Des débats internes marqués par des arguments opposés
Les partisans de la hausse, comme Sébastien Hervé, représentant du syndicat des services du Maine-et-Loire, avaient tenté de convaincre les délégués en insistant sur la nécessité de solidarité. « Êtes-vous prêts à laisser vos camarades qui en ont le plus besoin, seuls, face à leurs difficultés, en détournant le regard parce que ça ne vous concerne pas, parce que vos syndicats en ont les moyens ? », avait-il lancé avant le vote. Pour lui, cette mesure était un impératif moral autant qu’une nécessité financière, afin de préserver la capacité d’action du syndicat face à un contexte politique incertain.
À l’inverse, les opposants ont défendu l’idée que la cotisation devait rester un levier d’adhésion, et non un frein. Certains syndicats affiliés, comme celui des Hauts-de-Seine, ont rappelé que la lutte contre l’extrême droite passait d’abord par une mobilisation large, y compris financière, mais pas au prix de l’exclusion des plus modestes. Autant dire que la ligne de fracture entre une approche « offensive » et une approche « inclusive » a structuré les discussions.
Reste à voir comment la CFDT parviendra à concilier ses ambitions financières, sa volonté d’élargir son recrutement et les attentes de ses syndicats affiliés, dans un contexte économique et politique particulièrement incertain. La prochaine échéance à surveiller sera sans doute l’adoption définitive des règles encadrant la cotisation « coup dur », probablement d’ici la fin 2026.
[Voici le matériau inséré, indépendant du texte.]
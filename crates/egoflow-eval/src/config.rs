//! Clustering configuration.

use serde::{Deserialize, Serialize};

use crate::error::{Error, Result};

/// Which embeddings of a slot become one clustering sample.
#[derive(Debug, Clone, Copy, Default, PartialEq, Eq, Serialize, Deserialize)]
#[serde(rename_all = "snake_case")]
pub enum ClusterTarget {
    /// Embedding at the last timestep; slots active there.
    #[default]
    FinalTimestep,
    /// Embedding at a fixed timestep; slots active there.
    Timestep(usize),
    /// All timesteps concatenated; slots active at any timestep.
    Flattened,
}

/// EM and k-means settings.
#[derive(Debug, Clone, PartialEq, Serialize, Deserialize)]
#[serde(default)]
pub struct ClusteringConfig {
    /// EM iterations, run unconditionally (default: 100).
    pub em_iterations: usize,
    /// Added to every covariance diagonal (default: 1e-6).
    pub regularization: f64,
    /// Lloyd iterations cap for the k-means seed (default: 300).
    pub kmeans_max_iterations: usize,
    /// k-means stops once the squared center shift falls below this (default: 1e-4).
    pub kmeans_tolerance: f64,
    /// k-means++ seed (default: 42).
    pub seed: u64,
    /// Embedding selection (default: final timestep).
    pub target: ClusterTarget,
}

impl Default for ClusteringConfig {
    fn default() -> Self {
        Self {
            em_iterations: 100,
            regularization: 1e-6,
            kmeans_max_iterations: 300,
            kmeans_tolerance: 1e-4,
            seed: 42,
            target: ClusterTarget::default(),
        }
    }
}

impl ClusteringConfig {
    pub fn with_em_iterations(mut self, iterations: usize) -> Self {
        self.em_iterations = iterations;
        self
    }

    pub fn with_regularization(mut self, reg: f64) -> Self {
        self.regularization = reg;
        self
    }

    pub fn with_seed(mut self, seed: u64) -> Self {
        self.seed = seed;
        self
    }

    pub fn with_target(mut self, target: ClusterTarget) -> Self {
        self.target = target;
        self
    }

    pub fn validate(&self) -> Result<()> {
        if !(self.regularization > 0.0) {
            return Err(Error::InvalidConfig(format!(
                "regularization must be positive, got {}",
                self.regularization
            )));
        }
        if self.kmeans_max_iterations == 0 {
            return Err(Error::InvalidConfig(
                "kmeans_max_iterations must be positive".into(),
            ));
        }
        if self.kmeans_tolerance < 0.0 {
            return Err(Error::InvalidConfig(format!(
                "kmeans_tolerance must be non-negative, got {}",
                self.kmeans_tolerance
            )));
        }
        Ok(())
    }
}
La direction confédérale souhaitait renforcer l’autonomie financière du syndicat face au risque de coupes dans les aides publiques, comme le Fonds pour le financement du dialogue social, en cas d’arrivée de l’extrême droite au pouvoir en 2027. Cette hausse aurait également permis d’augmenter la part des cotisations revenant aux syndicats affiliés, passant de 26 % à 33 % du total.
Selon la décision adoptée lors du congrès, cette cotisation sera financée par l’ensemble des structures de la CFDT, y compris la confédération. Cela signifie que tous les syndicats affiliés, y compris les plus riches, contribueront à ce dispositif, ce qui devrait réduire les revenus globaux du syndicat.